Overall structure of Bioce Webserver

frontend

Frontend holds all the website components (HTML, CSS, JS) and Flask app that handles the views, the database models, the forms and their validation scripts. In the following description all folders are marked with bold letters.

  • static: holds all the content of the website that will not change
    • css: CSS files are kept here
      • main.css: most of the site's look is defined here
      • forms.css: some custom elements for the forms
      • bootstro.js: you can modifiy the look of the tour here
    • fonts: icons and special fonts live here
    • img: any images that you'd like to use (logos, figures, etc)
    • js: all JavaScript is sourced from here
      • analysis.js and upload.js: two main JavaScript files that you should look into
    • uni: holds the university domain database to check user emails
    • robots.txt, sitemap.xml: both needed so search-bots can do their job
  • templates: all the individual pages of the website are here
    • security: user registration and related pages
    • utils: standard error code pages and some custom error pages
    • __init.py__: setup/initialization and configuration of the Flask app
    • analysis.py: main script that is called when the user submits a new job
    • config.py: all configuration info of the Flask app is stored here, make sure to read it and set everything up properly.
    • forms.py: upload, analysis and registration forms with their validators
    • models.py: database models/tables for users, studies, analyses
    • views.py: implements the main logic of the individual pages, such as upload, analysis, profile
    • view_functions.py: additional functions that are called by views.py which are put here so that views.py doesn't get more bloated as it is already.

backend

This is where you'd put the actual bits and pieces of your scientific tool that do the analysis. In the frontend, analysis.py will call functions your pipeline of functions from here to carry out what your app is advertised to be doing.

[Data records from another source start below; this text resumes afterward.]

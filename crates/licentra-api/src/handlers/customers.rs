//! Admin customer management.

use crate::auth::models::AdminIdentity;
use crate::auth::password::{generate_temp_password, hash_password};
use crate::error::{ErrorResponse, HttpAppError, ValidatedJson};
use crate::handlers::{default_limit, default_page, SuccessResponse};
use crate::state::AppState;
use axum::{
    extract::{Path, Query, State},
    response::IntoResponse,
    Json,
};
use licentra_core::models::{Customer, PageParams, Pagination};
use licentra_core::AppError;
use licentra_db::UpdateCustomer;
use serde::{Deserialize, Serialize};
use std::sync::Arc;
use utoipa::{IntoParams, ToSchema};
use uuid::Uuid;
use validator::Validate;

#[derive(Debug, Deserialize, IntoParams)]
pub struct CustomerListQuery {
    #[serde(default = "default_page")]
    pub page: i64,
    #[serde(default = "default_limit")]
    pub limit: i64,
    /// Case-insensitive substring match on name or email
    pub search: Option<String>,
}

#[derive(Debug, Serialize, ToSchema)]
pub struct CustomerListResponse {
    pub success: bool,
    pub customers: Vec<Customer>,
    pub pagination: Pagination,
}

#[derive(Debug, Serialize, ToSchema)]
pub struct CustomerResponse {
    pub success: bool,
    pub customer: Customer,
}

#[derive(Debug, Serialize, ToSchema)]
pub struct CustomerCreatedResponse {
    pub success: bool,
    pub customer: Customer,
    /// Carries the one-time temporary password for the new account.
    pub message: String,
}

#[derive(Debug, Deserialize, Validate, ToSchema)]
pub struct CustomerCreateRequest {
    #[validate(length(min = 2, max = 100))]
    pub name: String,
    #[validate(email)]
    pub email: String,
    #[validate(length(min = 10, max = 20))]
    pub phone: String,
}

#[derive(Debug, Deserialize, Validate, ToSchema)]
pub struct CustomerUpdateRequest {
    #[validate(length(min = 2, max = 100))]
    pub name: Option<String>,
    #[validate(email)]
    pub email: Option<String>,
    #[validate(length(min = 10, max = 20))]
    pub phone: Option<String>,
}

#[utoipa::path(
    get,
    path = "/api/v1/admin/customers",
    tag = "admin-customers",
    params(CustomerListQuery),
    responses(
        (status = 200, description = "List of customers", body = CustomerListResponse),
        (status = 403, description = "Admin access required", body = ErrorResponse)
    )
)]
#[tracing::instrument(skip(state, _admin, query))]
pub async fn list_customers(
    State(state): State<Arc<AppState>>,
    _admin: AdminIdentity,
    Query(query): Query<CustomerListQuery>,
) -> Result<impl IntoResponse, HttpAppError> {
    let params = PageParams {
        page: query.page,
        limit: query.limit,
    }
    .normalized();
    let search = query.search.as_deref().filter(|s| !s.trim().is_empty());

    let customers = state
        .customers
        .list(search, params.limit, params.offset())
        .await?;
    let total = state.customers.count(search).await?;

    Ok(Json(CustomerListResponse {
        success: true,
        customers,
        pagination: Pagination::new(params, total),
    }))
}

#[utoipa::path(
    post,
    path = "/api/v1/admin/customers",
    tag = "admin-customers",
    request_body = CustomerCreateRequest,
    responses(
        (status = 200, description = "Customer created", body = CustomerCreatedResponse),
        (status = 409, description = "Email already registered", body = ErrorResponse)
    )
)]
#[tracing::instrument(skip(state, _admin, request))]
pub async fn create_customer(
    State(state): State<Arc<AppState>>,
    _admin: AdminIdentity,
    ValidatedJson(request): ValidatedJson<CustomerCreateRequest>,
) -> Result<impl IntoResponse, HttpAppError> {
    request.validate().map_err(AppError::from)?;

    // Admin-created accounts start with a generated temporary password,
    // returned once in the response message.
    let temp_password = generate_temp_password();
    let password_hash = hash_password(&temp_password)?;

    let (_principal, customer) = state
        .customers
        .create_with_principal(&request.name, &request.email, &request.phone, &password_hash)
        .await?;

    Ok(Json(CustomerCreatedResponse {
        success: true,
        customer,
        message: format!(
            "Customer created successfully. Temporary password: {}",
            temp_password
        ),
    }))
}

#[utoipa::path(
    get,
    path = "/api/v1/admin/customers/{id}",
    tag = "admin-customers",
    params(("id" = Uuid, Path, description = "Customer ID")),
    responses(
        (status = 200, description = "Customer found", body = CustomerResponse),
        (status = 404, description = "Customer not found", body = ErrorResponse)
    )
)]
#[tracing::instrument(skip(state, _admin))]
pub async fn get_customer(
    State(state): State<Arc<AppState>>,
    _admin: AdminIdentity,
    Path(id): Path<Uuid>,
) -> Result<impl IntoResponse, HttpAppError> {
    let customer = state
        .customers
        .get_by_id(id)
        .await?
        .ok_or_else(|| AppError::NotFound("Customer not found".to_string()))?;

    Ok(Json(CustomerResponse {
        success: true,
        customer,
    }))
}

#[utoipa::path(
    put,
    path = "/api/v1/admin/customers/{id}",
    tag = "admin-customers",
    params(("id" = Uuid, Path, description = "Customer ID")),
    request_body = CustomerUpdateRequest,
    responses(
        (status = 200, description = "Customer updated", body = CustomerResponse),
        (status = 404, description = "Customer not found", body = ErrorResponse),
        (status = 409, description = "Email already registered", body = ErrorResponse)
    )
)]
#[tracing::instrument(skip(state, _admin, request))]
pub async fn update_customer(
    State(state): State<Arc<AppState>>,
    _admin: AdminIdentity,
    Path(id): Path<Uuid>,
    ValidatedJson(request): ValidatedJson<CustomerUpdateRequest>,
) -> Result<impl IntoResponse, HttpAppError> {
    request.validate().map_err(AppError::from)?;

    let changes = UpdateCustomer {
        name: request.name,
        email: request.email,
        phone: request.phone,
    };

    let customer = state.customers.update(id, &changes).await?;

    Ok(Json(CustomerResponse {
        success: true,
        customer,
    }))
}

#[utoipa::path(
    delete,
    path = "/api/v1/admin/customers/{id}",
    tag = "admin-customers",
    params(("id" = Uuid, Path, description = "Customer ID")),
    responses(
        (status = 200, description = "Customer deleted", body = SuccessResponse),
        (status = 404, description = "Customer not found", body = ErrorResponse)
    )
)]
#[tracing::instrument(skip(state, _admin))]
pub async fn delete_customer(
    State(state): State<Arc<AppState>>,
    _admin: AdminIdentity,
    Path(id): Path<Uuid>,
) -> Result<impl IntoResponse, HttpAppError> {
    let deleted = state.customers.soft_delete(id).await?;

    if !deleted {
        return Err(AppError::NotFound("Customer not found".to_string()).into());
    }

    Ok(Json(SuccessResponse::new("Customer deleted successfully")))
}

  • utils: some utility functions already live here that are called by the frontend
    • check_uploaded_files.py: this will check the uploaded files and make sure all the values in there are sensible and numerical. You can modify this to your liking/needs.
    • io_params.py: while an analysis/job is running a dictionary/hash of parameters are kept that holds all the information about the particular job and the user. This script reads those parameters in and returns them as a dictionary so analysis.py can use it.

userData

Each user that registers have a folder. Each uploaded dataset is then placed in the given user's folder. Finally the results of an analysis are stored under the folder of the given study. This results in a hierarchy like this:

  • user1
    • study1
      • analysis1
      • analysis2
    • study2
      • analysis1
  • user2
    • study1
      • analysis1
      • analysis2
      • analysis3
  • ...

failedAnalyses

When an analysis fails, the state of the run (intermediate files and parameters prior to the bug) is all saved here.